Immortals is fertile ground for an epic story – a cruel and overwhelming force sweeps the land, forcing the lowliest of citizens to rise up from the ashes and resist – but the film never quite reaches for that high of drama. Instead, Immortals leans more toward being slick and flashy. Don’t expect great character or plot development. In fact, many actions in the film don’t feel properly motivated, like Theseus’ ally Stavros (Stephen Dorff) joining the fight against Hyperion for a silly reason even though certain death awaits him. Nevertheless, if audiences go in expecting epic-lite, then they will be very pleased.
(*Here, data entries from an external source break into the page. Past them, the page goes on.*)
//! Combat resolution: player attacks, hero skills, hostile contact damage
//!
//! Kills are decided at the moment damage lands (`HitOutcome::Killed`), so a
//! target can only be counted once no matter how many hits land in a frame.

use glam::Vec2;

use super::entity::{Damageable, Entity, EntityKind, HeroKind, HitOutcome, Physical};
use super::geom::{Rect, center_distance, intersects};
use crate::sign;
use crate::tuning::Tuning;

/// One landed hit
#[derive(Debug, Clone, Copy, PartialEq)]
pub struct HitEvent {
    pub target: u32,
    pub damage: f32,
    /// Target center when hit (for floating text)
    pub at: Vec2,
    pub killed: bool,
    /// Target was the elite hostile
    pub elite: bool,
}

/// Hits from one player action
#[derive(Debug, Clone, Default)]
pub struct CombatReport {
    /// Whether the action fired (was off cooldown)
    pub fired: bool,
    pub hits: Vec<HitEvent>,
}

impl CombatReport {
    /// Elite kills caused by this action
    pub fn elite_kills(&self) -> u32 {
        self.hits.iter().filter(|h| h.killed && h.elite).count() as u32
    }
}

/// Count every frame-based timer down by one
pub fn cool_down(entity: &mut Entity) {
    let body = entity.body_mut();
    body.attack_cooldown = body.attack_cooldown.saturating_sub(1);
    body.hit_flash = body.hit_flash.saturating_sub(1);
    match &mut entity.kind {
        EntityKind::Player(p) => p.skill_cooldown = p.skill_cooldown.saturating_sub(1),
        EntityKind::Rogue(r) => r.jump_cooldown = r.jump_cooldown.saturating_sub(1),
        _ => {}
    }
}

fn hit(target: &mut Entity, damage: f32, knockback: Vec2) -> Option<HitEvent> {
    let outcome = target.take_hit(damage, knockback);
    if outcome == HitOutcome::Ignored {
        return None;
    }
    Some(HitEvent {
        target: target.id,
        damage,
        at: target.body.center(),
        killed: outcome == HitOutcome::Killed,
        elite: target.is_rogue(),
    })
}

fn is_target(e: &Entity) -> bool {
    e.is_hostile() && !e.body.dead && e.body.health > 0.0
}

/// Hitbox of the basic attack: extends `reach` in front of the player
pub fn attack_hitbox(player: &Entity, reach: f32) -> Rect {
    let body = &player.body;
    let x = match body.facing {
        super::entity::Facing::Right => body.pos.x + body.size.x,
        super::entity::Facing::Left => body.pos.x - reach,
    };
    Rect::new(x, body.pos.y - 10.0, reach, body.size.y + 20.0)
}

/// Basic attack: directional rectangle, fixed damage and knockback
pub fn basic_attack(player: &mut Entity, actors: &mut [Entity], tuning: &Tuning) -> CombatReport {
    let mut report = CombatReport::default();
    if player.body.dead || player.body.attack_cooldown > 0 {
        return report;
    }
    player.body.attack_cooldown = tuning.attack_cooldown;
    report.fired = true;

    let hitbox = attack_hitbox(player, tuning.attack_reach);
    let knockback = Vec2::new(
        player.body.facing.sign() * tuning.attack_knockback_x,
        tuning.attack_knockback_y,
    );
    for target in actors.iter_mut().filter(|e| is_target(e)) {
        if intersects(&hitbox, &target.body.rect()) {
            report.hits.extend(hit(target, tuning.attack_damage, knockback));
        }
    }
    report
}

/// Hero skill: radius check around the player (Warrior) or in front (Mage)
pub fn cast_skill(player: &mut Entity, actors: &mut [Entity], tuning: &Tuning) -> CombatReport {
    let mut report = CombatReport::default();
    let Some(data) = player.player_data_mut() else {
        return report;
    };
    if data.skill_cooldown > 0 {
        return report;
    }
    let hero = data.hero;
    if player.body.dead {
        return report;
    }
    if let Some(data) = player.player_data_mut() {
        data.skill_cooldown = tuning.skill_cooldown;
    }
    report.fired = true;

    let facing = player.body.facing;
    let origin = match hero {
        HeroKind::Warrior => player.body.rect(),
        HeroKind::Mage => {
            let center = player.body.center() + Vec2::new(facing.sign() * tuning.mage_skill_offset, 0.0);
            Rect::centered(center, Vec2::ZERO)
        }
    };
    let (radius, damage) = match hero {
        HeroKind::Warrior => (tuning.warrior_skill_radius, tuning.warrior_skill_damage),
        HeroKind::Mage => (tuning.mage_skill_radius, tuning.mage_skill_damage),
    };

    for target in actors.iter_mut().filter(|e| is_target(e)) {
        if center_distance(&origin, &target.body.rect()) > radius {
            continue;
        }
        let knockback = match hero {
            HeroKind::Warrior => {
                let dx = target.body.center().x - origin.center().x;
                let dir = if dx == 0.0 { facing.sign() } else { sign(dx) };
                Vec2::new(dir * tuning.warrior_knockback_x, tuning.warrior_knockback_y)
            }
            HeroKind::Mage => Vec2::new(0.0, tuning.mage_lift),
        };
        report.hits.extend(hit(target, damage, knockback));
    }
    report
}

/// Damage dealt to the player by hostiles this frame
pub fn hostile_contact(player: &mut Entity, actors: &mut [Entity], tuning: &Tuning) -> Vec<HitEvent> {
    let mut hits = Vec::new();
    for hostile in actors.iter_mut().filter(|e| is_target(e)) {
        if player.body.dead {
            break;
        }
        let player_rect = player.body.rect();
        let hostile_rect = hostile.body.rect();
        let dist = center_distance(&player_rect, &hostile_rect);
        if dist >= tuning.aggro_radius {
            continue;
        }
        match hostile.kind {
            EntityKind::Rogue(_) => {
                if dist < tuning.rogue_melee_range && hostile.body.attack_cooldown == 0 {
                    let dir = sign(player_rect.center().x - hostile_rect.center().x);
                    let dir = if dir == 0.0 { hostile.body.facing.sign() } else { dir };
                    let knockback = Vec2::new(dir * tuning.rogue_knockback_x, tuning.rogue_knockback_y);
                    hostile.body.attack_cooldown = tuning.rogue_attack_cooldown;
                    hits.extend(hit(player, tuning.rogue_attack_damage, knockback));
                }
            }
            EntityKind::Slime => {
                if intersects(&player_rect, &hostile_rect) {
                    hits.extend(hit(player, tuning.slime_contact_damage, Vec2::ZERO));
                }
            }
            _ => {}
        }
    }
    hits
}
The style of the film is beautiful to behold and presents delightful visuals that are rarely seen. Consider characters fighting by the oil-rich Black Sea only to be drenched by a gigantic wave, leaving them lacquered by a thick layer of oil in the very next scene. It’s a striking image and many more moments that follow are moving works of art. On the other hand, Immortals also looks synthetic and is artificial in many practical ways. The environment never shakes its soundstage feel and many moments in the film happen inorganically. It’s always a disappointment when a thrilling fight ends because one combatant decided to savor his impending victory rather than make the killing blow, allowing his foe to regain his strength.

Despite a few niggling disappointments, the action in the film is very good. Tarsem Singh and his team did a wonderful job in framing the fights and battles properly, giving audiences enough room to appreciate what’s going on, but still keeping them in the thick of things. Greek Mythology buffs will appreciate Theseus’ grappling skills; it’s just a shame the film didn’t develop his wrestling foundation. The best part of action sequences are the many creative deaths. The immortals possess superhuman powers that allow them to move at incredible speeds. Victims move in slow motion as gods obliterate them, sending viscera splattering all over the place. Despite its gruesomeness, the death and dismemberment is so over-the-top that it disconnects from reality and almost becomes a macabre form of modern art.

The highlight of the film is Mickey Rourke and it’s obvious that plenty of time went into developing his character. Rourke’s Hyperion is fearsome, unscrupulous, evil and tortured. What could have easily have been a typical, flat bad guy is instead a multi-dimensional character that could be sympathetic if it weren’t for everything he did and said to spurn sympathy. Little choices, like checking his nails after killing someone or spitting food in the middle of his speech really help bring Hyperion to life and prove Rourke’s commitment to his roles.

Finally, Immortals manages to bring something new to entertainment by presenting Greek gods as young people in the prime of their lives. After all, why wouldn’t gods shape their bodies in the most pleasing forms? It was also a very clever choice by the filmmakers to present the film as the true events that bore the myth, such as Theseus’ fight with the Minotaur. It’s just a shame the film didn’t do more for scholars and admirers of Greek Mythology.

Immortals is mostly fun, occasionally very dark and sometimes bordering on epic. Practical questions concerning siege warfare (Why not shoot down the entire wall with your weapon that shoots unlimited explosive artillery?) and defensive structures (Who built those stairs so close to the attacker’s side?) notwithstanding, audiences will easily overlook any shortcomings and surrender to the rush of this bloody thrill ride.